Task objective:
Begin at the line containing "let request = self.build_request(cmd)?;" in the entries below and end at the line containing "没有标记头的是平台错误页，不按 ErrorResponse 解析"; transcribe that range exactly and nothing outside it.
===== Exercise data
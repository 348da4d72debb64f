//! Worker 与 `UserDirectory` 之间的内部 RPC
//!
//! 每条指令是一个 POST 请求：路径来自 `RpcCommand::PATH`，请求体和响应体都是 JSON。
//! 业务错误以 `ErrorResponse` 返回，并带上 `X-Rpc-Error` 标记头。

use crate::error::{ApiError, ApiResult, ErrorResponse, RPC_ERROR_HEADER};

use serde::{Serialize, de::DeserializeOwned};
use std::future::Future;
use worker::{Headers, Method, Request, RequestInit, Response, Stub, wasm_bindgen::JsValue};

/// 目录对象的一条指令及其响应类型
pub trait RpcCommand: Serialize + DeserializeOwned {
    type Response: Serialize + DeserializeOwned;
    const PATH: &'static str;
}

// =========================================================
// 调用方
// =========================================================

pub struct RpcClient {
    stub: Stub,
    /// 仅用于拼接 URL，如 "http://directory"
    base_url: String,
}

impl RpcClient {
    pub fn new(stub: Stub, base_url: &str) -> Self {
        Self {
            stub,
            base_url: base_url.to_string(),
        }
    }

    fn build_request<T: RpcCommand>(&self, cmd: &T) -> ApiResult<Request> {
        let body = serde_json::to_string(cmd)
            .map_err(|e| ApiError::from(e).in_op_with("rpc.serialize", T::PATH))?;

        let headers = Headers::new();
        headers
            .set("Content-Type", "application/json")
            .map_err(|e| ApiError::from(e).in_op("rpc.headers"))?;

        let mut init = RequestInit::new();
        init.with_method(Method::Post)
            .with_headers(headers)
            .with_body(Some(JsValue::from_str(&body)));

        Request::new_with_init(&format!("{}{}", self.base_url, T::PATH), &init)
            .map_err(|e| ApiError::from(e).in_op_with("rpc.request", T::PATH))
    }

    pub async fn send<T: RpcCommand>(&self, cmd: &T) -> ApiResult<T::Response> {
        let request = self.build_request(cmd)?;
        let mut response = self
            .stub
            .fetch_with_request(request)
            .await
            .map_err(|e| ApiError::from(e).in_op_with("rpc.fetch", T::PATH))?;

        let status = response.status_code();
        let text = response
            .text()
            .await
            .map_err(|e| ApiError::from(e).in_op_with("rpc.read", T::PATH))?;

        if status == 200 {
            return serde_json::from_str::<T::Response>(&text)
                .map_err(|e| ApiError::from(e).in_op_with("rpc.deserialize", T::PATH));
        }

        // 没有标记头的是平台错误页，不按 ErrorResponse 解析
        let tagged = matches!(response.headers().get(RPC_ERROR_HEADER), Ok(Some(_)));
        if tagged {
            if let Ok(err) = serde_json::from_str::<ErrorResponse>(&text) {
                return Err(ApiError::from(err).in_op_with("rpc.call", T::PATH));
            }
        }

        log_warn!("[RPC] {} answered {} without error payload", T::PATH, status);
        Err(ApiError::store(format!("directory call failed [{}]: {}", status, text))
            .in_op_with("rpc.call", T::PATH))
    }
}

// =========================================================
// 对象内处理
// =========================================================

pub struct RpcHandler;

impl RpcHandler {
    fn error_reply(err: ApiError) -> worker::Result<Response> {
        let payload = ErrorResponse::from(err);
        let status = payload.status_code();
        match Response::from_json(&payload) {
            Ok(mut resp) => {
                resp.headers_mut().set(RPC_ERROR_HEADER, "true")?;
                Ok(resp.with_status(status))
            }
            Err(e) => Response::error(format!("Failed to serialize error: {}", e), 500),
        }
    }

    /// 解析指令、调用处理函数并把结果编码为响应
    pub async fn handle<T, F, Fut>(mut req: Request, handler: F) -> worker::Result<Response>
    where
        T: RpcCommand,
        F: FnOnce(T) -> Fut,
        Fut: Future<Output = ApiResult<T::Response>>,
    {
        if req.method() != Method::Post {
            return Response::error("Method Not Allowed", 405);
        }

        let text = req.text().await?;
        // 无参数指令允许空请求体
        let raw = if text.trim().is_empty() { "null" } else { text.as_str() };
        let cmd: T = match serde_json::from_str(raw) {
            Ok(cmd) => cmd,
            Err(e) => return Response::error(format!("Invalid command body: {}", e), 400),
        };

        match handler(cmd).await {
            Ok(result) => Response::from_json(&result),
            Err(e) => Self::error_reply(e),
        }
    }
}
==========
===== Exercise data
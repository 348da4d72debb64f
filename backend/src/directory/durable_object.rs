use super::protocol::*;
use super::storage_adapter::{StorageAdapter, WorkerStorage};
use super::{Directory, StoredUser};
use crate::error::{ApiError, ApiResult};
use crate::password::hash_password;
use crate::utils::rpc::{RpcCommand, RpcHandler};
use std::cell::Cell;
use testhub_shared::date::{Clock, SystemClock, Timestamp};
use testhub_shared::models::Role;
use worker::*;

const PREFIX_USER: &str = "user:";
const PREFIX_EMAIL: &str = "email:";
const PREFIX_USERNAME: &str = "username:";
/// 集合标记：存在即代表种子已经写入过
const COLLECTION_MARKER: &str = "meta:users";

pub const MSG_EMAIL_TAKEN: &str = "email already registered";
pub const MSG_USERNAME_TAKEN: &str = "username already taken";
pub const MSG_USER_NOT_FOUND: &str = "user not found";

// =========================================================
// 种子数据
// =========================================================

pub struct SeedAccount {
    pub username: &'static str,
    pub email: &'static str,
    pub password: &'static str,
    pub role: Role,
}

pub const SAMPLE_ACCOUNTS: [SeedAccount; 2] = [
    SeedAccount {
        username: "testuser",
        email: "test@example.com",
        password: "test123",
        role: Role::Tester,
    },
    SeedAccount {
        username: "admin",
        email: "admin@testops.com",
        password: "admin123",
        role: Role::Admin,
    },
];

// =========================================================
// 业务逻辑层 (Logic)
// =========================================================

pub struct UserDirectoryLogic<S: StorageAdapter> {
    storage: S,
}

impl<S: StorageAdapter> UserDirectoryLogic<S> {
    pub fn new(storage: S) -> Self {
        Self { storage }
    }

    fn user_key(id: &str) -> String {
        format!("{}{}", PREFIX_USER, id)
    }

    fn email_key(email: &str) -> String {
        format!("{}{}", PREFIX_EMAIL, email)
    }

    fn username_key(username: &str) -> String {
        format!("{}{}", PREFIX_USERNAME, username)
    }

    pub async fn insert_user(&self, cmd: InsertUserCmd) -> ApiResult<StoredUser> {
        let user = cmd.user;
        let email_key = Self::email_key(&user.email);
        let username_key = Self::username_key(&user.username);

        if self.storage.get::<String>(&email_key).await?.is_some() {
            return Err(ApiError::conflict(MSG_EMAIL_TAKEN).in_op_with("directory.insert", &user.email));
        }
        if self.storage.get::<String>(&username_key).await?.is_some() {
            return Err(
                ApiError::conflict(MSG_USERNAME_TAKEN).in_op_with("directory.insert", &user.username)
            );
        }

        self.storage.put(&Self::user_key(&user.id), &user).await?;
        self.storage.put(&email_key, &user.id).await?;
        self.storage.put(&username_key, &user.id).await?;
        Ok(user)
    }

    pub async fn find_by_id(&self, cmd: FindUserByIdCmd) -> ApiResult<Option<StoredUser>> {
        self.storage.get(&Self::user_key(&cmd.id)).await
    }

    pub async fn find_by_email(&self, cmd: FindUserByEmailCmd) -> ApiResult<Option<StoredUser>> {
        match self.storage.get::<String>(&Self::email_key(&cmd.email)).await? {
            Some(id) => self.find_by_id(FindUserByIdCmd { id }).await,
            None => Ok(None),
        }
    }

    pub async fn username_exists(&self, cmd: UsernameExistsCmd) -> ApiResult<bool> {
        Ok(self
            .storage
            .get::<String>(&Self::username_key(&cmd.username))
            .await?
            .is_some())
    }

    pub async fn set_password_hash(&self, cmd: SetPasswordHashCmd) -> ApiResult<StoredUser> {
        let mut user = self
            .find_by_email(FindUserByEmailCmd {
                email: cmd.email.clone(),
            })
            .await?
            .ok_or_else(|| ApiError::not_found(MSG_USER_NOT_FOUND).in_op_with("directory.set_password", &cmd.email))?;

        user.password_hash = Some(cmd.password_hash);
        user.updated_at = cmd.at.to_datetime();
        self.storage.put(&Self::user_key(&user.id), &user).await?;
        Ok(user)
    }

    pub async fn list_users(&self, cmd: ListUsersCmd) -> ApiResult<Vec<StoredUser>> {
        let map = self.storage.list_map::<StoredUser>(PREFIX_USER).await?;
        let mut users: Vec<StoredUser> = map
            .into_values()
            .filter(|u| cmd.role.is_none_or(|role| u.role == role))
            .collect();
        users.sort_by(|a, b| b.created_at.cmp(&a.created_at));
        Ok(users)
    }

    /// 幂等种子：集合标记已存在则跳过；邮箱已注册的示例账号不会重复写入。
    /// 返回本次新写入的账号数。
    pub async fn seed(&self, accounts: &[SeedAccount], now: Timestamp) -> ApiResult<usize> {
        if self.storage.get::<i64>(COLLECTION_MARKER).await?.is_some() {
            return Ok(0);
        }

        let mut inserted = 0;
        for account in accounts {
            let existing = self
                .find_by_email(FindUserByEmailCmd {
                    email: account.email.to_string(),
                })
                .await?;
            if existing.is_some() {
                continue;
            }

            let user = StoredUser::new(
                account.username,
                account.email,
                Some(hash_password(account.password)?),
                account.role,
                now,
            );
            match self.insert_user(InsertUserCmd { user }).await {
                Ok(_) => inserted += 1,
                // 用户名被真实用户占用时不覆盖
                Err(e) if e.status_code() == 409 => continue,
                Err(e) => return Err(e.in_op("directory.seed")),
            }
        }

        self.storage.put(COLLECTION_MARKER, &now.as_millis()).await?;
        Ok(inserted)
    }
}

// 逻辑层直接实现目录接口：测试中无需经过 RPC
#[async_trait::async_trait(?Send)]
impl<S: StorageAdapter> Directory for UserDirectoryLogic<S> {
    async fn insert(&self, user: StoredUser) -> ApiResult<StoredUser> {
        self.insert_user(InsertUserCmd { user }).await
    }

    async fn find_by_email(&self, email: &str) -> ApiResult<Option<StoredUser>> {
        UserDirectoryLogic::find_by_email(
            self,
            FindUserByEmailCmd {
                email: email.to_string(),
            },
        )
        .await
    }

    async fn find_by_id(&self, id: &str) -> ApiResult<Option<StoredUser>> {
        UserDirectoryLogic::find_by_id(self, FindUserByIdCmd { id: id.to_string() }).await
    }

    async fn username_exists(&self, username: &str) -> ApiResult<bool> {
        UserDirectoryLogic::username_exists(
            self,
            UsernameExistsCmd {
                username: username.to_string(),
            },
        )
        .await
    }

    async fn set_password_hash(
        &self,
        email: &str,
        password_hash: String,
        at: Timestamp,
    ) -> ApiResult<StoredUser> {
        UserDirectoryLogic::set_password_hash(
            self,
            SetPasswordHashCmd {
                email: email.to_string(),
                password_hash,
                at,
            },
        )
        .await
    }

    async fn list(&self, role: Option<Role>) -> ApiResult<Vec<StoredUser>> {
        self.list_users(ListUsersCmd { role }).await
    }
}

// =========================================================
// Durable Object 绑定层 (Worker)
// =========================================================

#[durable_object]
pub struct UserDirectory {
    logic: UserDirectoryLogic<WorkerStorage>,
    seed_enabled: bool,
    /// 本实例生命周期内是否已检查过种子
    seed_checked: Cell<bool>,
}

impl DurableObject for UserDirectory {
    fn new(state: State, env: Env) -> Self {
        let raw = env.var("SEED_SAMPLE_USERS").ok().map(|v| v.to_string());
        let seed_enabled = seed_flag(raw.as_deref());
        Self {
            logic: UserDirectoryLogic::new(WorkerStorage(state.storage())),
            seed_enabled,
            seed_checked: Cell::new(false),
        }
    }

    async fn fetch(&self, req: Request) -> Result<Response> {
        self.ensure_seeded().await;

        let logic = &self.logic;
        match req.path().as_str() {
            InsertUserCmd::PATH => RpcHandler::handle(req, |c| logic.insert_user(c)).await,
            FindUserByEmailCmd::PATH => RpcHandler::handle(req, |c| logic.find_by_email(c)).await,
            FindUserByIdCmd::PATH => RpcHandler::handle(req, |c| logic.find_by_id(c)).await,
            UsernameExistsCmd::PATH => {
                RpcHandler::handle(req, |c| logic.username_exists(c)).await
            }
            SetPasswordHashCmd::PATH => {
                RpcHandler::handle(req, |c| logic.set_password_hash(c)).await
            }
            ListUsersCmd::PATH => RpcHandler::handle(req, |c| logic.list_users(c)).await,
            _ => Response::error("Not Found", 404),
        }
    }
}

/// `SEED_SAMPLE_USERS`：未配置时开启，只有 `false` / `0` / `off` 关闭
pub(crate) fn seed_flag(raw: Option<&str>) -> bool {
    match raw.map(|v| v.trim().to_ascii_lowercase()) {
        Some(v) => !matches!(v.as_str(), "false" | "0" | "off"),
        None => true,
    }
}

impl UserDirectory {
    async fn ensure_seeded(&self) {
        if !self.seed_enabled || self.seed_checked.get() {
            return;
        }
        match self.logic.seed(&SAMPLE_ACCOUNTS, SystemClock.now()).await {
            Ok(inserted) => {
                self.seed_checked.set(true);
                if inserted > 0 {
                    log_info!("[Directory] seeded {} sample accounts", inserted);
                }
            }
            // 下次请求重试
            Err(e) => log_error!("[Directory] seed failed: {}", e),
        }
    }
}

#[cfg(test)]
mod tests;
==========
Response area:
        let request = self.build_request(cmd)?;
        let mut response = self
            .stub
            .fetch_with_request(request)
            .await
            .map_err(|e| ApiError::from(e).in_op_with("rpc.fetch", T::PATH))?;

        let status = response.status_code();
        let text = response
            .text()
            .await
            .map_err(|e| ApiError::from(e).in_op_with("rpc.read", T::PATH))?;

        if status == 200 {
            return serde_json::from_str::<T::Response>(&text)
                .map_err(|e| ApiError::from(e).in_op_with("rpc.deserialize", T::PATH));
        }

        // 没有标记头的是平台错误页，不按 ErrorResponse 解析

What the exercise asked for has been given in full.